4 Replies Latest reply on Jan 18, 2016 4:08 AM by adinn

    Debugging byteman tests

    jameslivingston

      When working on Byteman, certain kinds of test failures could me made a lot simpler to debug, especially any changes that affect the loading of rules. Right now, what happens is that a number of tests fail reporting that the output does not contain the extra entries added by the rule, without indicating that was because the rule didn't load.

       

      If you add 'prop:org.jboss.byteman.verbose=true' to the agent string in the POM, it will report "unexpected error parsing rule ..." and the basic exception info in the maven output (but not in the test report). It may be useful to have TransformContext.transform() print the exception stack trace too, rather than just the class and message, especially if Filipe's tracing work was done so it could be done at a more detailed logging level.

       

      TransformListener's LIST command dumps out the rules that are loaded, including what it matches and any exceptions thrown. Starting up the listener for unit tests may not be a good idea, but dumping that output for a test that fails it's output check may be useful.

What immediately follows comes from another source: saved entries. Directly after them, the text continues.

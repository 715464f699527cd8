//! Conversion of raw query results into destination series.
mod tags;


use crate::args::PositiveU64;
use crate::datadog::{IntakeType, MetricPoint, MetricSeries};
use crate::error::AppResult;
use crate::prometheus::RawSeries;
use crate::query::{BUCKET_SUFFIX, Quantile};

pub use tags::{MAX_TAG_CHARS, ROLLUP_LABEL, build_tags};

/// Appended to counter names; matches the `[1m]` rate range.
pub const RATE_SUFFIX: &str = "_rate1m";

/// Names and shapes destination series.
#[derive(Debug, Clone)]
pub struct Transformer {
    step: PositiveU64,
    name_prefix: String,
}

impl Transformer {
    #[must_use]
    pub const fn new(step: PositiveU64, name_prefix: String) -> Self {
        Self { step, name_prefix }
    }

    /// `requests_total` -> rate series `requests_total_rate1m` with
    /// `interval = step`. The `__rollup__` label is not carried over.
    ///
    /// # Errors
    ///
    /// Returns a protocol error when a sample value is not a number.
    pub fn counter_to_rate_series(&self, name: &str, raw: &RawSeries) -> AppResult<MetricSeries> {
        Ok(MetricSeries {
            metric: format!("{}{}{}", self.name_prefix, name, RATE_SUFFIX),
            kind: IntakeType::Rate,
            interval: Some(self.step.get()),
            points: finite_points(raw)?,
            tags: build_tags(&raw.metric, Some(ROLLUP_LABEL)),
        })
    }

    /// `latency_bucket` at 0.95 -> gauge series `latency_P95`.
    ///
    /// # Errors
    ///
    /// Returns a protocol error when a sample value is not a number.
    pub fn histogram_to_quantile_series(
        &self,
        name: &str,
        quantile: Quantile,
        raw: &RawSeries,
    ) -> AppResult<MetricSeries> {
        let base = name.strip_suffix(BUCKET_SUFFIX).unwrap_or(name);
        Ok(MetricSeries {
            metric: format!("{}{}{}", self.name_prefix, base, quantile.name_suffix()),
            kind: IntakeType::Gauge,
            interval: None,
            points: finite_points(raw)?,
            tags: build_tags(&raw.metric, None),
        })
    }
}

/// Parses samples in order, skipping `NaN` and `±Inf`. Timestamps are
/// truncated to whole seconds.
fn finite_points(raw: &RawSeries) -> AppResult<Vec<MetricPoint>> {
    let mut points = Vec::with_capacity(raw.values.len());
    for sample in &raw.values {
        let value = sample.value()?;
        if !value.is_finite() {
            continue;
        }
        points.push(MetricPoint {
            // saturating cast drops fractional seconds
            timestamp: sample.timestamp() as i64,
            value,
        });
    }
    Ok(points)
}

        • 1. Re: Debugging byteman tests
          adinn

          Hi James,

           

          I agree that we ought to enable verbose trace for Byteman tests. Unfortunately we are stuck with maven's inability to provide an execution schema. So, in order to achieve this I think we need to globally substitute the command args for each test execution to insert the relevant property setting (-Dorg.jboss.byteman.verbose -- there is no need to specify a value).

           

          Adding a stack trace at a finer trace level also sounds like a very good idea

           

          Regarding the LIST functionality:

           

          First, I'll note that tests run with BMUnit have to start up the listener. That's what BMUnit uses to upload and unload rules -- or rather what the Submit class employed by BMUnit uses. That's a deliberate choice to simplify securingthe agent. If you leave aside apps which provide trheir own uplaod manager (via the javaagent manager: option) then the only way to get rules into the Byteman agent is either via the javaagent script option or via the TransformListener's socket. There is no JVM-internal backdoor providing access to the TransformListener instance.

           

          That said, I think this is a great idea. If we want to dump a rule listing for failing tests then we need to do that at the point where the rules are about to be unloaded. I will have to check that the class requesting the unload actually knows whether or not the test succeeded. If so then it can use the Submit class to request the listing (although we will need to wrap that request up inside an API method of class BMUnit since only it knows the agent host and port).

           

          I'll raise a JIRA for this functionality.

          • 2. Re: Debugging byteman tests
            adinn
            • 3. Re: Debugging byteman tests
              jameslivingston

              If we didn't want the socket opened for normal tests, we could write an alternative manager for the tests instead of TransformListener, which stored the Retransformer in a static variable and provided a static method which called Retransformer.listScripts() which could be used by the JUnit tests. Using the existing code would probably be easier though.

              • 4. Re: Debugging byteman tests
                adinn

                James Livingston wrote:

                 

                If we didn't want the socket opened for normal tests, we could write an alternative manager for the tests instead of TransformListener, which stored the Retransformer in a static variable and provided a static method which called Retransformer.listScripts() which could be used by the JUnit tests. Using the existing code would probably be easier though.

                 

                Hmm, bypassing the socket upload in BMUnit is an interesting idea.  If the BMUnit implementation were to provide the manager class then class BMUnit could actually have direct, private (i.e. secure) access to the transformer instance. Still, the socket stuff is already there, works reliably enough and does not pose any major problems in a dev environment -- so this is a low priority.